Peter Coveney: personalising healthcare through the virtual human
21 December 2009
Professor Peter Coveney (UCL Chemistry) is leading research to create a virtual human, with a view to revolutionising medical treatment.
The research was covered in Pioneer, a new quarterly magazine from the Engineering and Physical Sciences Research Council (EPSRC), which is supporting the work. The article is reproduced below with the kind permission of the EPSRC.
What do you do when you get a headache? Some people swear by paracetamol, others claim that only ibuprofen will work and for some aspirin is the key. We are all different and none of us respond in exactly the same way to any one medication. When it comes to more serious medical conditions, such as cancer and HIV, choosing the right medication can be a life and death decision.
A new project hopes to improve the odds of this medical lottery, by testing treatments on a ‘virtual human’ first. The Virtual Physiological Human (VPH), is an EU Framework Programme 7 Initiative. It aims to revolutionise medicine by personalising healthcare and tailoring medical treatments to the unique genotype of each individual patient. Professor Peter Coveney is helping coordinate some of the work via the Virtual Physiological Human Network of Excellence and his EPSRC-supported research in this area is helping to support the aims of the EU-funded VPH. “This is the Holy Grail for medical treatment and an incredible ambition for us,” says Professor Coveney, from the Department of Chemistry at UCL, and team leader.
Essentially the VPH will use a network of computers across the world, to simulate the entire internal workings of the human body, right the way from the neural signals in the brain to the blood flow in the toes. By feeding in relevant genetic information about a given patient, the simulation will be able to show how a patient will respond to different drugs, indicating what will happen at the organ, tissue, cell and molecular level. Based on these results the patient can then be prescribed the optimum course of treatment for them.

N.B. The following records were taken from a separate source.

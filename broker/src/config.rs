//! Configuration management for the broker.
//!
//! Loads configuration from environment variables with sensible defaults.

use serde::{Deserialize, Serialize};
use std::env;

/// Broker configuration loaded from environment variables.
#[derive(Debug, Clone, PartialEq, Eq, Serialize, Deserialize)]
pub struct Config {
    /// Ingestion settings
    pub ingestion: IngestionConfig,
    /// Logging and metrics settings
    pub observability: ObservabilityConfig,
}

/// Ingestion configuration
#[derive(Debug, Clone, PartialEq, Eq, Serialize, Deserialize)]
pub struct IngestionConfig {
    /// Maximum failed events held in memory before the oldest is dropped
    pub failed_event_capacity: usize,
}

/// Observability configuration
#[derive(Debug, Clone, PartialEq, Eq, Serialize, Deserialize)]
pub struct ObservabilityConfig {
    /// Default `tracing` filter when `RUST_LOG` is unset
    pub log_filter: String,
    /// Whether to install the Prometheus recorder
    pub metrics_enabled: bool,
}

impl Default for Config {
    fn default() -> Self {
        Self::from_lookup(|_| None)
    }
}

impl Config {
    /// Load configuration from environment variables, after reading `.env` if present.
    #[must_use]
    pub fn load() -> Self {
        let _ = dotenvy::dotenv();
        Self::from_env()
    }

    /// Load configuration from environment variables.
    ///
    /// Unset or unparseable values fall back to their defaults.
    #[must_use]
    pub fn from_env() -> Self {
        Self::from_lookup(|key| env::var(key).ok())
    }

    /// Build configuration from an arbitrary key lookup
    #[must_use]
    pub fn from_lookup(lookup: impl Fn(&str) -> Option<String>) -> Self {
        Self {
            ingestion: IngestionConfig {
                failed_event_capacity: lookup("BROKER_FAILED_EVENT_CAPACITY")
                    .and_then(|s| s.parse().ok())
                    .filter(|capacity| *capacity > 0)
                    .unwrap_or(1000),
            },
            observability: ObservabilityConfig {
                log_filter: lookup("BROKER_LOG_FILTER")
                    .unwrap_or_else(|| "roomsync=info".to_string()),
                metrics_enabled: lookup("BROKER_METRICS_ENABLED")
                    .and_then(|s| s.parse().ok())
                    .unwrap_or(true),
            },
        }
    }
}

#[cfg(test)]
mod tests {
    use super::*;
    use std::collections::HashMap;

    #[test]
    fn defaults() {
        let config = Config::default();
        assert_eq!(config.ingestion.failed_event_capacity, 1000);
        assert_eq!(config.observability.log_filter, "roomsync=info");
        assert!(config.observability.metrics_enabled);
    }

    #[test]
    fn overrides_and_bad_values() {
        let vars: HashMap<&str, &str> = [
            ("BROKER_FAILED_EVENT_CAPACITY", "0"),
            ("BROKER_LOG_FILTER", "roomsync=debug"),
            ("BROKER_METRICS_ENABLED", "false"),
        ]
        .into_iter()
        .collect();

        let config = Config::from_lookup(|key| vars.get(key).map(ToString::to_string));

        assert_eq!(config.ingestion.failed_event_capacity, 1000);
        assert_eq!(config.observability.log_filter, "roomsync=debug");
        assert!(!config.observability.metrics_enabled);
    }
}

Currently most medical treatments are designed for an ‘average’ person. Unfortunately many people fall outside of the average range. “Deviations from average can be very substantial,” explains Professor Coveney. And in some cases patients can become extremely ill, or even die, before the doctor manages to find the
best treatment for them.
One such example is treating HIV patients, where choosing the right medication can be a critical decision. There are nine drugs available to inhibit HIV-1 protease, a protein produced by the virus to propagate itself. The drugs work by latching onto HIV-1 protease and disabling it, preventing it from reproducing and spreading the infection.
Unfortunately HIV-1 protease is good at mutating – changing the sequence and arrangement of amino acids that make up the protein. “HIV-1 protease is made up from 20 different amino acids, and so the number of possible variants is astronomically large,” says Professor Coveney. Just two amino acids switching places can make the protein unrecognisable to the drug, leaving the protein free to reproduce again.
Right now doctors have no way of matching which of the nine available drugs will latch most effectively onto the particular mutant of HIV-1 protease that a HIV infected patient carries. Instead they have to use trial and error; prescribing one course of drugs and then testing the immune response of the patient to see if it is working.
To overcome this problem Professor Coveney and his colleagues have been testing ‘virtual drugs’ on ‘virtual cells’ of ‘virtual patients’. Their computer simulation is specific to the HIV virus and the nine drugs, but it demonstrates the VPH concept and illustrates how it might work.
In this case they collected genotypic assays from HIV patients (these show the amino acid sequence of the patient’s HIV-1 protease) and simulated how each of the nine drugs might bind to each individual’s HIV-1 protease. “We were able to rank the efficacy of the nine drugs for each individual patient,” says Professor Coveney.
It is still very early days, and the model must be validated and verified before the results can be used to help decide which course of drugs to prescribe on real patients. In addition, the team will need to address legal and ethical concerns. “Currently the Medical Research Council in the UK has no policy on using this kind of computer model,” says Professor Coveney.
Over the next few years the team hope to put their simplified versions of a VPH through its paces; testing it on other viral infections and verifying their results. “We are aiming to develop a framework for the methodology and lay down the ground rules,” he says. Currently they are doing another prototype VPH simulation, this time studying the way in which tumours evolve in lung cancer patients.
Potentially the applications of a full bodied VPH are limitless. “It could be used to help surgeons plan brain surgery, improve our understanding of diseases and disease processes (osteoporosis, for example) and design and test new medical devices,” explains Professor Coveney.
And VPH could also be used in more general situations, such as drug testing for pharmaceutical companies, potentially reducing the number of tests carried out on animals and shortening the time it takes for a drug to get through clinical trials.
Unfortunately such personalised medical care doesn’t come cheap: Professor Coveney estimates that it costs in the order of £7,000 to carry out a HIV-1 protease simulation for one patient. However, he is confident that costs will reduce significantly with the economy of scale, and as computing technology advances. It will be a long while before VPH arrives at your local doctor’s surgery, but for people with more serious medical complaints a simplified form of VPH may be just a few years away. Welcome to the era of personalised healthcare.